Subagents can adopt the parent ArtifactManager; in that case parent and subagent tree share one artifact directory and numeric artifact ID space.

ID and name allocation schemes

Blob IDs: content hash

BlobStore.put() / putSync() computes SHA-256 over the bytes it is given and returns:

  • hash: hex digest,
  • path: <blobsDir>/<hash>,
  • ref: blob:sha256:<hash>.

No session-local counter is used.

Artifact IDs: session-local monotonic integer

ArtifactManager scans existing *.log artifact files on first directory-backed allocation to find max existing numeric ID and sets nextId = max + 1.

Allocation behavior:

  • file format: {id}.{toolType}.log
  • IDs are sequential strings ("0", "1", ...)
  • resume does not overwrite existing artifacts because scan happens before allocation
  • the directory is created lazily on first save/allocation

If the artifact directory is missing, scanning yields an empty list and allocation starts from 0.

Non-persistent sessions without an adopted manager can store saveArtifact(...) content in memory under numeric IDs, but artifact:// resolution is file-backed through registered artifact directories.

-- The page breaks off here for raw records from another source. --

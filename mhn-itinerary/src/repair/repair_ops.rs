use super::{search, PathFailure, PathFailureReason, SearchWindow};
use crate::config::ItineraryConfig;
use crate::model::{Diagnostic, DiagnosticKind, Diagnostics, ItineraryError, NodeId, RepairGap};
use crate::network::NetworkGraph;
use rayon::prelude::*;
use std::collections::{BTreeMap, BTreeSet};

/// replacement paths keyed by (origin, destination), and the pairs that
/// could not be resolved.
#[derive(Debug, Clone, Default)]
pub struct RepairOutcome {
    pub paths: BTreeMap<(NodeId, NodeId), Vec<NodeId>>,
    pub failures: Vec<PathFailure>,
}

impl RepairOutcome {
    pub fn path(&self, od: &(NodeId, NodeId)) -> Option<&[NodeId]> {
        self.paths.get(od).map(|p| p.as_slice())
    }
}

/// searches a replacement path for every distinct gap (origin, destination).
///
/// each pair is searched once on a pool of `parallelism` workers sharing the
/// graph. a failed pair produces a single `path_not_found` diagnostic naming
/// every affected route.
pub fn repair_gaps(
    gaps: &[RepairGap],
    graph: &NetworkGraph,
    config: &ItineraryConfig,
    parallelism: usize,
    diagnostics: &mut Diagnostics,
) -> Result<RepairOutcome, ItineraryError> {
    let mut pairs: BTreeMap<(NodeId, NodeId), BTreeSet<&str>> = BTreeMap::new();
    for gap in gaps.iter() {
        pairs.entry(gap.od()).or_default().insert(gap.line.as_str());
    }
    if pairs.is_empty() {
        return Ok(RepairOutcome::default());
    }
    log::info!(
        "searching {} distinct gaps with {} worker(s)",
        pairs.len(),
        parallelism
    );

    let pool = rayon::ThreadPoolBuilder::new()
        .num_threads(parallelism.max(1))
        .build()
        .map_err(|e| ItineraryError::WorkerPoolError(e.to_string()))?;
    let searched: Vec<((NodeId, NodeId), Result<Vec<NodeId>, PathFailureReason>)> =
        pool.install(|| {
            pairs
                .keys()
                .collect::<Vec<_>>()
                .into_par_iter()
                .map(|(o, d)| ((*o, *d), find_replacement_path(graph, *o, *d, config)))
                .collect()
        });

    let mut outcome = RepairOutcome::default();
    for (od, result) in searched.into_iter() {
        match result {
            Ok(path) => {
                outcome.paths.insert(od, path);
            }
            Err(reason) => {
                let lines = pairs
                    .get(&od)
                    .map(|l| l.iter().map(|s| s.to_string()).collect::<Vec<_>>())
                    .unwrap_or_default();
                diagnostics.push(
                    Diagnostic::new(
                        DiagnosticKind::PathNotFound,
                        format!(
                            "no path from {} to {}: {} (routes {})",
                            od.0,
                            od.1,
                            reason,
                            lines.join(" ")
                        ),
                    )
                    .with_nodes(od.0, od.1),
                );
                outcome.failures.push(PathFailure {
                    origin: od.0,
                    destination: od.1,
                    reason,
                    lines,
                });
            }
        }
    }
    log::info!(
        "repaired {} of {} distinct gaps",
        outcome.paths.len(),
        pairs.len()
    );
    Ok(outcome)
}

/// bounded search for a single pair, retried on a widened window up to the
/// configured number of expansions.
pub fn find_replacement_path(
    graph: &NetworkGraph,
    origin: NodeId,
    destination: NodeId,
    config: &ItineraryConfig,
) -> Result<Vec<NodeId>, PathFailureReason> {
    if origin == destination {
        return Ok(vec![origin]);
    }
    if !graph.contains_node(&origin) {
        return Err(PathFailureReason::OriginNotInNetwork);
    }
    if !graph.contains_node(&destination) {
        return Err(PathFailureReason::DestinationNotInNetwork);
    }
    let is_passable = |n: &NodeId| {
        !config
            .centroid_nodes
            .as_ref()
            .is_some_and(|range| range.contains(n))
    };
    for expansion in 0..=config.search.max_expansions {
        let window = SearchWindow::around(graph, &origin, &destination, &config.search, expansion)
            .ok_or(PathFailureReason::NoPath)?;
        let subgraph = window.subgraph(graph);
        if let Some((miles, path)) = search::shortest_path(&subgraph, origin, destination, is_passable) {
            log::debug!(
                "path {origin} -> {destination}: {} nodes, {miles:.2} miles",
                path.len()
            );
            return Ok(path);
        }
    }
    Err(PathFailureReason::NoPath)
}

Agent output IDs (agent://)

AgentOutputManager allocates IDs for subagent outputs as <index>-<requestedId> (optionally nested under parent prefix, e.g. 0-Parent.1-Child). It scans existing .md files on initialization to continue from the next index on resume.

Persistence dataflow

1) Session entry persistence rewrite path

Before session entries are written (#rewriteFile / incremental persist), SessionManager calls prepareEntryForPersistence() / prepareEntryForPersistenceSync() through the truncation pipeline.

Key behaviors:

  1. Large string truncation: oversized strings are cut and suffixed with "[Session persistence truncated large content]"; signature fields (thinkingSignature, thoughtSignature, textSignature) are cleared instead of truncated.
  2. Transient field stripping: partialJson and jsonlEvents are removed from persisted entries.
  3. Image externalization to blobs:
    • image blocks in content arrays are externalized when data is not already a blob ref and base64 length is at least threshold (BLOB_EXTERNALIZE_THRESHOLD = 1024),
    • provider-style image_url data URLs are externalized when they start with data:image/ and contain ;base64,,
    • image block data is stored as decoded binary bytes,
    • provider data URLs are stored as the original UTF-8 data URL string,
    • persisted values are replaced with blob:sha256:<hash>.

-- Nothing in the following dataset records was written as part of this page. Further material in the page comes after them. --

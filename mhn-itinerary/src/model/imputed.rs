use serde::{Deserialize, Serialize};

/// provenance of an itinerary segment.
#[derive(
    Debug, Default, Clone, Copy, PartialEq, Eq, PartialOrd, Ord, Hash, Serialize, Deserialize,
)]
#[serde(into = "u8", try_from = "u8")]
pub enum Imputed {
    /// segment as delivered by the feed
    #[default]
    Original,
    /// segment produced by a pseudo-node split
    PseudoNode,
    /// segment produced by shortest-path repair or back-and-forth collapse
    Repaired,
}

impl From<Imputed> for u8 {
    fn from(value: Imputed) -> Self {
        match value {
            Imputed::Original => 0,
            Imputed::PseudoNode => 1,
            Imputed::Repaired => 2,
        }
    }
}

impl TryFrom<u8> for Imputed {
    type Error = String;

    fn try_from(value: u8) -> Result<Self, Self::Error> {
        match value {
            0 => Ok(Imputed::Original),
            1 => Ok(Imputed::PseudoNode),
            2 => Ok(Imputed::Repaired),
            other => Err(format!("invalid imputed flag {other}, expected 0, 1 or 2")),
        }
    }
}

This keeps session JSONL compact while preserving recoverability.

2) Session load rehydration path

When opening a session (setSessionFile), after migrations, SessionManager runs resolveBlobRefsInEntries().

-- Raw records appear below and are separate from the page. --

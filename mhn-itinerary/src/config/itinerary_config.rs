use super::{CorrectionTables, SearchWindowConfig};
use crate::model::{ItineraryError, NodeId};
use ::config::{Config, Environment, File, FileFormat};
use serde::{Deserialize, Serialize};
use std::path::Path;

/// environment variables with this prefix override file settings, with `__`
/// separating nested keys, e.g. `MHN_ITIN_SEARCH__MAX_EXPANSIONS=2`.
pub const ENV_PREFIX: &str = "MHN_ITIN";

/// node ids reserved for zone centroids and points of entry. links touching
/// these nodes are centroid connectors and cannot carry transit. the MHN
/// range (1 to 1961) is set in `config/mhn_itinerary.toml`.
#[derive(Debug, Clone, PartialEq, Serialize, Deserialize)]
pub struct CentroidRange {
    pub min: NodeId,
    pub max: NodeId,
}

impl CentroidRange {
    pub fn contains(&self, node: &NodeId) -> bool {
        self.min <= *node && *node <= self.max
    }
}

/// run parameters for itinerary reconciliation.
#[derive(Debug, Clone, PartialEq, Serialize, Deserialize)]
#[serde(default)]
pub struct ItineraryConfig {
    /// declared route speeds are floored at this value
    pub min_speed_mph: f64,
    /// speed assigned to routes without a declared speed
    pub default_speed_mph: f64,
    /// number of routes per processing batch
    pub batch_size: usize,
    /// speed used to estimate Pace and untimed segment travel times
    pub pace_speed_mph: f64,
    /// segments scheduled faster than this are reported
    pub questionable_speed_mph: f64,
    /// layover written on the last segment of every route
    pub layover_sentinel: u32,
    /// when set, paths are never routed through these nodes
    pub centroid_nodes: Option<CentroidRange>,
    pub search: SearchWindowConfig,
    pub correction_tables: CorrectionTables,
}

impl Default for ItineraryConfig {
    fn default() -> Self {
        Self {
            min_speed_mph: 15.0,
            default_speed_mph: 15.0,
            batch_size: 99,
            pace_speed_mph: 30.0,
            questionable_speed_mph: 70.0,
            layover_sentinel: 3,
            centroid_nodes: None,
            search: SearchWindowConfig::default(),
            correction_tables: CorrectionTables::default(),
        }
    }
}

impl ItineraryConfig {
    /// loads the configuration from an optional TOML or JSON file layered
    /// with environment overrides. without a file, defaults are used.
    pub fn load(filepath: Option<&Path>) -> Result<ItineraryConfig, ItineraryError> {
        let mut builder = Config::builder();
        if let Some(path) = filepath {
            let format = match path.extension().and_then(|e| e.to_str()) {
                Some("toml") => FileFormat::Toml,
                Some("json") => FileFormat::Json,
                _ => {
                    return Err(ItineraryError::ConfigurationError(format!(
                        "unsupported file type: {}",
                        path.display()
                    )))
                }
            };
            let filename = path.to_string_lossy();
            log::info!("reading itinerary configuration from {filename}");
            builder = builder.add_source(File::new(&filename, format));
        }
        let source = builder
            .add_source(
                Environment::with_prefix(ENV_PREFIX)
                    .prefix_separator("_")
                    .separator("__")
                    .try_parsing(true),
            )
            .build()
            .map_err(|e| ItineraryError::ConfigReadError {
                msg: String::from("failed reading itinerary configuration"),
                source: e,
            })?;
        let conf: ItineraryConfig =
            source
                .try_deserialize()
                .map_err(|e| ItineraryError::ConfigReadError {
                    msg: String::from("failed decoding itinerary configuration"),
                    source: e,
                })?;
        conf.validate()?;
        Ok(conf)
    }

    pub fn validate(&self) -> Result<(), ItineraryError> {
        if self.batch_size == 0 {
            return Err(ItineraryError::ConfigurationError(String::from(
                "batch_size must be at least 1",
            )));
        }
        for (name, value) in [
            ("min_speed_mph", self.min_speed_mph),
            ("default_speed_mph", self.default_speed_mph),
            ("pace_speed_mph", self.pace_speed_mph),
            ("questionable_speed_mph", self.questionable_speed_mph),
        ] {
            if !(value > 0.0) {
                return Err(ItineraryError::ConfigurationError(format!(
                    "{name} must be positive, found {value}"
                )));
            }
        }
        self.search.validate()?;
        self.correction_tables.validate()
    }
}
use serde::{Deserialize, Serialize};
use std::{fmt::Display, str::FromStr};

/// pending project action recorded against a network link. variants are
/// declared in increasing priority; `Delete` dominates all others.
#[derive(Debug, Clone, Copy, PartialEq, Eq, Hash, PartialOrd, Ord, Serialize, Deserialize)]
#[serde(try_from = "String", into = "String")]
pub enum ActionCode {
    /// 4: link is added by the project
    Add,
    /// 1: link attributes are modified
    Modify,
    /// 2: link is replaced
    Replace,
    /// 3: link is removed
    Delete,
}

impl FromStr for ActionCode {
    type Err = String;

    fn from_str(s: &str) -> Result<Self, Self::Err> {
        match s.trim().to_ascii_lowercase().as_str() {
            "1" | "modify" => Ok(ActionCode::Modify),
            "2" | "replace" => Ok(ActionCode::Replace),
            "3" | "delete" => Ok(ActionCode::Delete),
            "4" | "add" => Ok(ActionCode::Add),
            other => Err(format!("unknown action code '{other}'")),
        }
    }
}

impl TryFrom<String> for ActionCode {
    type Error = String;

    fn try_from(value: String) -> Result<Self, Self::Error> {
        ActionCode::from_str(&value)
    }
}

impl From<ActionCode> for String {
    fn from(value: ActionCode) -> Self {
        value.to_string()
    }
}

impl Display for ActionCode {
    fn fmt(&self, f: &mut std::fmt::Formatter<'_>) -> std::fmt::Result {
        let s = match self {
            ActionCode::Add => "add",
            ActionCode::Modify => "modify",
            ActionCode::Replace => "replace",
            ActionCode::Delete => "delete",
        };
        write!(f, "{s}")
    }
}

For message/custom-message image blocks with blob:sha256:<hash> and for persisted provider image_url fields with blob refs:

  • reads blob bytes from blob store,
  • converts image-block bytes back to base64,
  • converts provider image_url blobs back to the original string,
  • mutates in-memory entry fields for runtime consumers.

If a blob is missing:

  • image-block resolution logs a warning and keeps the original blob:sha256: ref string in memory,
  • provider image_url resolution logs a warning and keeps the original ref string,
  • load continues.

3) Tool output spill/truncation path

OutputSink powers streaming output in bash/python/ssh and related executors.

Behavior:

  1. Every chunk is sanitized with sanitizeWithOptionalSixelPassthrough(..., sanitizeText) and appended to in-memory accounting.
  2. Optional live onChunk receives sanitized pre-column-cap chunks, throttled if configured.
  3. A per-line column cap can drop bytes from long lines in the LLM-facing buffer; when this happens, artifact mirroring starts so the on-disk file keeps the full sanitized stream.
  4. When the in-memory tail buffer would exceed spill threshold (DEFAULT_MAX_BYTES, 50KB), sink marks output truncated and starts artifact mirroring if an artifact path is available.
  5. If a file sink is opened, it first writes the current buffer, then all queued/subsequent sanitized chunks.
  6. In-memory buffer is trimmed to a tail window, or to head + elision marker + tail when head retention is configured.
  7. dump() returns summary including artifactId only when file sink creation succeeded.

Practical effect:

  • UI/tool return shows bounded output,
  • full sanitized output is preserved in artifact file and referenced as artifact://<id> when file-backed artifact mirroring succeeded.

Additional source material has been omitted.